Es gehört schon fast zur Tradition dieses Magazins, dass wir Themen wie Rüstungskontrolle, Kriegsforschung, ABC-Waffen oder Terrorismus Platz einräumen (zuletzt im Heft 12/02, S. 72, "Hightech gegen Bioterror"). Der Artikel über "schmutzige Bomben" auf Seite 28 widmet sich der aktuellen Gefahr des Nuklearterrorismus. Das Brisante dieser Art von Terrorwaffen liegt darin, dass sie wesentlich einfacher herzustellen und leichter zu transportieren sind als Atombomben. Stadtteile oder sogar ganze Städte ließen sich so mit relativ geringem Aufwand unbewohnbar machen.

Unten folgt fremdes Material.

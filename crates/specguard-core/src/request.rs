//! Request type for specguard handlers and middleware

use bytes::Bytes;
use http::{request::Parts, Extensions, HeaderMap, Method, Uri};
use std::collections::HashMap;
use std::sync::Arc;

/// HTTP Request wrapper
///
/// Holds the request head, the fully-read body, shared application state and
/// the path parameters extracted by the router.
pub struct Request {
    pub(crate) parts: Parts,
    pub(crate) body: Option<Bytes>,
    pub(crate) state: Arc<Extensions>,
    pub(crate) path_params: HashMap<String, String>,
}

impl Request {
    /// Create a new request from parts
    pub fn new(
        parts: Parts,
        body: Bytes,
        state: Arc<Extensions>,
        path_params: HashMap<String, String>,
    ) -> Self {
        Self {
            parts,
            body: Some(body),
            state,
            path_params,
        }
    }

    /// Build a request from an `http::Request` with a buffered body.
    pub fn from_http(req: http::Request<Bytes>) -> Self {
        let (parts, body) = req.into_parts();
        Self::new(parts, body, Arc::new(Extensions::new()), HashMap::new())
    }

    /// Get the HTTP method
    pub fn method(&self) -> &Method {
        &self.parts.method
    }

    /// Get the URI
    pub fn uri(&self) -> &Uri {
        &self.parts.uri
    }

    /// Get headers
    pub fn headers(&self) -> &HeaderMap {
        &self.parts.headers
    }

    /// Get request extensions
    pub fn extensions(&self) -> &Extensions {
        &self.parts.extensions
    }

    /// Get mutable extensions
    pub fn extensions_mut(&mut self) -> &mut Extensions {
        &mut self.parts.extensions
    }

    /// Get the raw query string
    pub fn query_string(&self) -> Option<&str> {
        self.parts.uri.query()
    }

    /// The body, if it has not been taken by an extractor.
    pub fn body(&self) -> Option<&Bytes> {
        self.body.as_ref()
    }

    /// Take the body bytes (can only be called once)
    pub fn take_body(&mut self) -> Option<Bytes> {
        self.body.take()
    }

    /// Get path parameters
    pub fn path_params(&self) -> &HashMap<String, String> {
        &self.path_params
    }

    /// Get a specific path parameter
    pub fn path_param(&self, name: &str) -> Option<&String> {
        self.path_params.get(name)
    }

    #[cfg(test)]
    pub(crate) fn set_path_params(&mut self, params: HashMap<String, String>) {
        self.path_params = params;
    }

    /// Get shared state
    pub fn state(&self) -> &Arc<Extensions> {
        &self.state
    }
}

impl std::fmt::Debug for Request {
    fn fmt(&self, f: &mut std::fmt::Formatter<'_>) -> std::fmt::Result {
        f.debug_struct("Request")
            .field("method", self.method())
            .field("uri", self.uri())
            .field("path_params", &self.path_params)
            .finish()
    }
}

Doch ein Terrrorist will natürlich nicht einfach nur zerstören, sondern terrorisieren, also Angst auslösen. Voraussetzung dieses scheinbar banalen Effekts ist ein komplexer Feedback-Mechanismus: Die Medien und ihre globale Verstärkungswirkung sind dazu ebenso unerlässlich wie unsere allgemeine Neigung zur Panik. Zwei Vorfälle zu Jahresbeginn zeigten es wieder. Im Januar umkreiste ein verwirrter Sportflieger eine Weile die Bankenhochhäuser Frankfurts und legte für Stunden Teile der Innenstadt sowie den Flughafen lahm – CNN ging auf Liveschaltung. Wenige Tage später: In London werden sechs Nordafrikaner verhaftet und in einer kleinen Dachwohnung Spuren des tödlichen Pflanzengiftes Rizin gefunden. Solche Meldungen gemahnen unweigerlich an den 11. September und danach (Frankfurt als "Mainhattan", Rizin als Nachfolger von Anthrax); sie veranlassen die Kommentatoren, von konkreter terroristischer Bedrohung in einem Atemzug mit einem möglichen Irak-Krieg zu sprechen.

Die spontane Furcht, die uns vor konkreten Gefahren rechtzeitig flüchten lässt und damit das Überleben sichert, ist längst einer latenten Dauerfurcht gewichen. "Man lebt in ständiger Angstbereitschaft. Und das so sehr, dass sie zum Betriebsstoff der ­Massenmedien werden kann", bemerkte der Schriftsteller Dietrich Schwanitz kürzlich im "NZZ Folio". Die Kampfmittel der Medien seien permanente "Dramatisierung" und "Konfliktverschärfung", die sich zwanglos mit globalen Katastrophenszenarien verbänden. Eine permanente "Ausrufung des Ausnahmezustands" sei die Folge, ja ein "Katastrophenvirtuosentum".

Und wir, zugleich Opfer und Mittäter dieser Grundstimmung, schlagen täglich die Zeitung auf und suchen regelrecht nach Bestätigung unserer Katastrophenerwartung. Je länger dieses Verhalten kollektiv eingeübt wird, desto mehr tragen insbesondere wir Journalisten zur Angstwirkung terroristischer Aktionen bei.

Es ist auch für eine populärwissenschaftliche Zeitschrift wie "Spektrum" schwer, aus diesem Teufelskreis auszusteigen. Unsere Chance sehen wir darin, dass Sie von uns nicht noch mehr Katastrophenmeldungen erwarten, sondern die wissenschaftlich-technischen Hintergründe drohender Gefahren verstehen möchten – weshalb wir auch weiterhin über diese Themen berichten werden.

Was man versteht, mag man fürchten. Aber es macht keine Angst mehr.